Licht erhalten die Räume durch nach oben gerichtete Kamine,
deren Scheiben das Sonnenlicht indirekt in das Gebäude leiten.
Filigrane Stege auf unterschiedlichen Höhen und außen liegende
Treppen zwischen Kern und Glassegeln verbinden die Räume in den
einzelnen Blöcken. Auch auf den Dachgarten führt eine Außentreppe.
Die für Gehry typischen geneigten, gekrümmten und zueinander
versetzten Volumen sind bei dem Pariser Museumsbau in weiße Platten
aus hochfestem, faserverstärkten Beton eingekleidet, die wegen
ihrer hellen Erscheinung auch „Eisberge" genannt werden.

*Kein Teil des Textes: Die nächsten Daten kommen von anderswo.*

use chrono::NaiveDateTime;
use serde::{Deserialize, Serialize};

// ── Raw parse row ─────────────────────────────────────────────────────────────

/// One job card as lifted off a listing page. All fields optional: selector
/// strategies fill what they can, the cleaner decides what survives.
#[derive(Debug, Clone, Default)]
pub struct RawJobRow {
    pub title: Option<String>,
    pub company: Option<String>,
    pub location: Option<String>,
    pub description: Option<String>,
    pub requirements: Vec<String>,
    pub url: Option<String>,
    pub posted: Option<String>,
}

// ── Job candidate ─────────────────────────────────────────────────────────────

/// Pre-dedup extraction from a single adapter. Transient: folded into
/// `JobRecord`s during normalization.
#[derive(Debug, Clone, Serialize, Deserialize, PartialEq)]
pub struct JobCandidate {
    pub title: String,
    pub company: String,
    pub location: String,
    pub description: String,
    /// Requirement-skill strings, may be empty when the page has no tag chips.
    pub requirements: Vec<String>,
    pub source: String,
    pub url: String,
    /// Posted-date text as shown on the page, best-effort.
    pub posted: Option<String>,
}

// ── Job record ────────────────────────────────────────────────────────────────

/// Canonical, deduplicated job. Exactly one record survives per dedup key;
/// score fields are populated by the matcher after deduplication.
#[derive(Debug, Clone, Serialize, Deserialize, PartialEq)]
pub struct JobRecord {
    pub title: String,
    pub company: String,
    pub location: String,
    pub description: String,
    pub requirements: Vec<String>,
    /// All source identifiers that contributed a candidate for this key.
    pub sources: Vec<String>,
    pub url: String,
    pub posted: Option<String>,
    pub dedup_key: String,
    /// 0–100, percentage of requirement-skills satisfied by the profile.
    pub match_score: u8,
    pub matched_skills: Vec<SkillMatch>,
    pub missing_skills: Vec<String>,
    pub scraped_at: NaiveDateTime,
}

/// A requirement satisfied by a profile skill, with the similarity that won.
#[derive(Debug, Clone, Serialize, Deserialize, PartialEq)]
pub struct SkillMatch {
    pub requirement: String,
    pub skill: String,
    pub similarity: u8,
}

// ── Skill gap ─────────────────────────────────────────────────────────────────

#[derive(Debug, Clone, Serialize, Deserialize, PartialEq)]
pub struct SkillGapEntry {
    pub skill: String,
    /// Number of distinct ranked jobs missing this skill.
    pub frequency: usize,
    /// Recommended learning resources; empty when the catalog has no mapping.
    pub resources: Vec<String>,
}

// ── Scrape outcome ────────────────────────────────────────────────────────────

#[derive(Debug, Clone, Serialize, Deserialize, PartialEq)]
pub struct SourceError {
    pub source: String,
    pub reason: String,
}

/// What one scrape-and-match pass returns to the caller. The core holds no
/// state between calls; this is the whole result.
#[derive(Debug, Clone, Default, Serialize)]
pub struct MatchReport {
    pub ranked_jobs: Vec<JobRecord>,
    pub gaps: Vec<SkillGapEntry>,
    pub source_errors: Vec<SourceError>,
}

impl MatchReport {
    /// Soft-failure check: nothing matched and at least one source reported
    /// a reason. Callers render a "try again later" state off this.
    pub fn is_empty_with_errors(&self) -> bool {
        self.ranked_jobs.is_empty() && !self.source_errors.is_empty()
    }
}
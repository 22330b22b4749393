use std::time::{Duration, Instant};
use tracing::info;

/// A simple wall-clock timer for logging elapsed time.
pub struct Timer {
    label: String,
    start: Instant,
}

impl Timer {
    pub fn start(label: impl Into<String>) -> Self {
        let label = label.into();
        info!("⏱  Starting: {}", label);
        Self {
            label,
            start: Instant::now(),
        }
    }

    pub fn elapsed(&self) -> Duration {
        self.start.elapsed()
    }
}

impl Drop for Timer {
    fn drop(&mut self) {
        info!(
            "⏱  Finished: {} (took {:.2?})",
            self.label,
            self.start.elapsed()
        );
    }
}

/// Shorten a string for single-line terminal display.
pub fn ellipsize(s: &str, max_chars: usize) -> String {
    if s.chars().count() <= max_chars {
        return s.to_string();
    }
    let cut: String = s.chars().take(max_chars.saturating_sub(1)).collect();
    format!("{}…", cut.trim_end())
}

#[cfg(test)]
mod tests {
    use super::*;

    #[test]
    fn test_ellipsize() {
        assert_eq!(ellipsize("short", 10), "short");
        assert_eq!(ellipsize("a longer sentence", 9), "a longer…");
        assert_eq!(ellipsize("", 5), "");
    }
}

Digitale Planung, Gestaltung und Konstruktion
Ebenso
komplex wie das Erscheinungsbild des Museums war die Planung für
die mehrschichtige Tragstruktur und die zahlreichen Ausführungen
der Beton- und Glaspaneele. Für die Fassade wurden 19.000
unterschiedliche gewölbte Betonplatten hergestellt. Darin verankert
ist die primäre Tragstruktur aus 177 Stahl- und Holzleimbindern, an
denen wiederum die sekundäre Tragstruktur – ebenfalls aus Stahl und
Brettschichtholz (insgesamt 222 ein- und zweifach gekrümmte
BSH-Träger) – befestigt ist. 3.600 in zwei Richtungen gebogene
Glasscheiben sind darin eingesetzt. Beim Glas handelt es sich um
millimetergenau gefertigte Unikate. Die Glas- und Tragstruktur
mussten eng aufeinander abgestimmt werden.
Dies gelang dem aus über 200 Mitarbeitern bestehendem Team dank digitaler Planung: Gehry Technologys (GT), Teil von Gehry Partners, entwickelte eigens ein Building-Information-Modeling-Programm, das auf einem dem Flugzeugbau entlehnten CAD-System basiert. Skulpturale Studienmodelle wurden zunächst digitalisiert und daraus dreidimensionale Daten generiert. Mit der Software ließen sich schließlich die komplizierten geometrischen Formen erstellen und bearbeiten. In Zusammenarbeit mit den ausführenden Architekten und Ingenieuren entwickelte das Büro Gehry einige Hundert adaptive 3D-Details als sogenannte intelligente Komponenten, die als Grundstock für Tausende kategorisierte Varianten dienten. Sich an Veränderungen anpassende eingeschriebene Informationen erlaubten während des gesamten Gestaltungsprozesses, jederzeit die Kosten und Qualität zu bestimmen.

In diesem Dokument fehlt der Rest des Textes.